Identification and validation of single-nucleotide polymorphism markers linked to first flower node in kenaf by using combined specific-locus amplified fragment sequencing and bulked segregant analysis

Abstract It is important to develop DNA markers closely linked to the first flower node for molecular marker-assisted selection in kenaf breeding. Kenaf ( Hibiscus cannabinus L.) is an annual, multipurpose industrial crop with a worldwide distribution. The higher the node of the first flower, the greater is the fiber yield. In this study, a population of 130 F 2 individuals was constructed through the cross of K215(♀)×K89(♂).
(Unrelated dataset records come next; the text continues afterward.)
//! Transient interaction state.
//!
//! Multi-step flows (like the help pages) need to recognise a later event,
//! usually a reaction, as belonging to a message they rendered earlier. An
//! [`InteractionStore`] is a typed key→value map for one such flow, keyed by
//! [`interaction_key`] by convention; [`InteractionStores`] holds the named
//! stores of a router.
//!
//! State is memory-resident and lost on restart. Each store guards its map
//! with its own mutex so workers and the reaction path can share it.
//!
//! # Eviction
//!
//! By default entries live for the whole process. An [`EvictionPolicy`] can
//! bound a store by entry count (least recently touched entries go first)
//! and by idle time.

use std::any::Any;
use std::collections::HashMap;
use std::sync::Arc;
use std::time::{Duration, Instant};

use parking_lot::{Mutex, RwLock};
use tracing::{debug, warn};

/// Builds the conventional `channel:message:user` key.
pub fn interaction_key(channel_id: &str, message_id: &str, user_id: &str) -> String {
    format!("{channel_id}:{message_id}:{user_id}")
}

/// Limits applied to every store of a router.
#[derive(Debug, Clone, Copy, Default, PartialEq, Eq)]
pub struct EvictionPolicy {
    /// Maximum number of entries per store.
    pub max_entries: Option<usize>,
    /// Entries untouched for this long are dropped.
    pub ttl: Option<Duration>,
}

impl EvictionPolicy {
    /// No limits.
    pub const UNBOUNDED: Self = Self {
        max_entries: None,
        ttl: None,
    };
}

struct Entry<V> {
    value: V,
    touched: Instant,
}

/// A named, typed key→value map.
pub struct InteractionStore<V> {
    name: String,
    policy: EvictionPolicy,
    entries: Mutex<HashMap<String, Entry<V>>>,
}

impl<V: Clone + Send + 'static> InteractionStore<V> {
    /// Creates an empty store.
    pub fn new(name: impl Into<String>, policy: EvictionPolicy) -> Self {
        Self {
            name: name.into(),
            policy,
            entries: Mutex::new(HashMap::new()),
        }
    }

    /// The store's name.
    pub fn name(&self) -> &str {
        &self.name
    }

    fn expired(&self, entry: &Entry<V>, now: Instant) -> bool {
        self.policy
            .ttl
            .is_some_and(|ttl| now.duration_since(entry.touched) >= ttl)
    }

    /// Returns the value under `key`.
    pub fn get(&self, key: &str) -> Option<V> {
        let mut entries = self.entries.lock();
        let now = Instant::now();
        if self.expired(entries.get(key)?, now) {
            entries.remove(key);
            return None;
        }
        let entry = entries.get_mut(key)?;
        entry.touched = now;
        Some(entry.value.clone())
    }

    /// Inserts or replaces the value under `key`.
    ///
    /// Writes also sweep expired entries, so a store with a TTL stays bounded
    /// even when old keys are never read again.
    pub fn set(&self, key: impl Into<String>, value: V) {
        let mut entries = self.entries.lock();
        let now = Instant::now();
        self.purge_locked(&mut entries, now);
        entries.insert(
            key.into(),
            Entry {
                value,
                touched: now,
            },
        );
        self.enforce_capacity(&mut entries);
    }

    /// Applies `f` to the value under `key`, inserting `init()` first when
    /// the key is absent or expired. Runs under one lock, so concurrent
    /// callers never lose an update. Returns the updated value.
    pub fn upsert(&self, key: &str, init: impl FnOnce() -> V, f: impl FnOnce(&mut V)) -> V {
        let mut entries = self.entries.lock();
        let now = Instant::now();
        self.purge_locked(&mut entries, now);

        let entry = entries.entry(key.to_string()).or_insert_with(|| Entry {
            value: init(),
            touched: now,
        });
        f(&mut entry.value);
        entry.touched = now;
        let value = entry.value.clone();

        self.enforce_capacity(&mut entries);
        value
    }

    fn purge_locked(&self, entries: &mut HashMap<String, Entry<V>>, now: Instant) -> usize {
        if self.policy.ttl.is_none() {
            return 0;
        }
        let before = entries.len();
        entries.retain(|_, e| !self.expired(e, now));
        let purged = before - entries.len();
        if purged > 0 {
            debug!(store = %self.name, purged, "Dropped expired interaction entries");
        }
        purged
    }

    fn enforce_capacity(&self, entries: &mut HashMap<String, Entry<V>>) {
        let Some(max) = self.policy.max_entries else {
            return;
        };
        while entries.len() > max {
            let Some(oldest) = entries
                .iter()
                .min_by_key(|(_, e)| e.touched)
                .map(|(k, _)| k.clone())
            else {
                break;
            };
            debug!(store = %self.name, key = %oldest, "Evicting interaction entry");
            entries.remove(&oldest);
        }
    }

    /// Applies `f` to the value under `key` while holding the lock and
    /// returns the updated value.
    pub fn update(&self, key: &str, f: impl FnOnce(&mut V)) -> Option<V> {
        let mut entries = self.entries.lock();
        let now = Instant::now();
        if self.expired(entries.get(key)?, now) {
            entries.remove(key);
            return None;
        }
        let entry = entries.get_mut(key)?;
        f(&mut entry.value);
        entry.touched = now;
        Some(entry.value.clone())
    }

    /// Removes and returns the value under `key`.
    pub fn remove(&self, key: &str) -> Option<V> {
        self.entries.lock().remove(key).map(|e| e.value)
    }

    /// Drops every expired entry. Returns how many were dropped.
    pub fn purge_expired(&self) -> usize {
        let mut entries = self.entries.lock();
        self.purge_locked(&mut entries, Instant::now())
    }

    /// Number of entries, expired or not.
    pub fn len(&self) -> usize {
        self.entries.lock().len()
    }

    /// Whether the store holds no entries.
    pub fn is_empty(&self) -> bool {
        self.entries.lock().is_empty()
    }
}

impl<V> std::fmt::Debug for InteractionStore<V> {
    fn fmt(&self, f: &mut std::fmt::Formatter<'_>) -> std::fmt::Result {
        f.debug_struct("InteractionStore")
            .field("name", &self.name)
            .field("entries", &self.entries.lock().len())
            .field("policy", &self.policy)
            .finish()
    }
}

type ErasedStore = Arc<dyn Any + Send + Sync>;

/// The named interaction stores of one router.
#[derive(Default)]
pub struct InteractionStores {
    policy: EvictionPolicy,
    stores: RwLock<HashMap<String, ErasedStore>>,
}

impl InteractionStores {
    /// Creates an empty registry whose stores use `policy`.
    pub fn new(policy: EvictionPolicy) -> Self {
        Self {
            policy,
            stores: RwLock::new(HashMap::new()),
        }
    }

    /// Creates (or re-creates) the store `name` holding `V` values.
    ///
    /// Re-initializing a live store wipes its state; handlers still holding
    /// the old `Arc` keep writing to the detached map.
    pub fn init<V>(&self, name: &str) -> Arc<InteractionStore<V>>
    where
        V: Clone + Send + Sync + 'static,
    {
        let store = Arc::new(InteractionStore::<V>::new(name, self.policy));
        let previous = self
            .stores
            .write()
            .insert(name.to_string(), Arc::clone(&store) as ErasedStore);
        if previous.is_some() {
            warn!(store = %name, "Interaction store re-initialized, previous state dropped");
        }
        store
    }

    /// Returns the store `name` if it exists and holds `V` values.
    pub fn get<V>(&self, name: &str) -> Option<Arc<InteractionStore<V>>>
    where
        V: Clone + Send + Sync + 'static,
    {
        let erased = self.stores.read().get(name).cloned()?;
        erased.downcast::<InteractionStore<V>>().ok()
    }

    /// Whether a store called `name` exists.
    pub fn contains(&self, name: &str) -> bool {
        self.stores.read().contains_key(name)
    }

    /// Names of all stores.
    pub fn names(&self) -> Vec<String> {
        self.stores.read().keys().cloned().collect()
    }

    /// The policy new stores are created with.
    pub fn policy(&self) -> EvictionPolicy {
        self.policy
    }
}

impl std::fmt::Debug for InteractionStores {
    fn fmt(&self, f: &mut std::fmt::Formatter<'_>) -> std::fmt::Result {
        f.debug_struct("InteractionStores")
            .field("stores", &self.names())
            .field("policy", &self.policy)
            .finish()
    }
}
Twenty-five individuals with higher first flower node and twenty-five individuals with lower first flower node were chosen and their DNA were pooled to construct two bulked DNA pools according to the phenotype. Specific-locus amplified fragment sequencing (SLAF-seq) combined with bulked segregant analysis (BSA) was used to identify candidate DNA markers closely linked to the first flower node. Sixteen single-nucleotide polymorphism (SNP) loci were obtained from 11 related SLAF markers associated with the first flower node. SNP locus validation was performed using Sanger sequencing method. The SNP locus S961-2 in Sanger sequencing by using the primer M41961 was consistent with the SNP locus in the related SLAF-seq. The accuracy rate of the genotypes consistent with the first flower node was 91.2% (31/34). To our knowledge, S961-2 is the first SNP locus to be identified that is closely linked to the first flower node. This SNP locus may be useful for marker-assisted selection in breeding of high fiber yielding varieties of kenaf.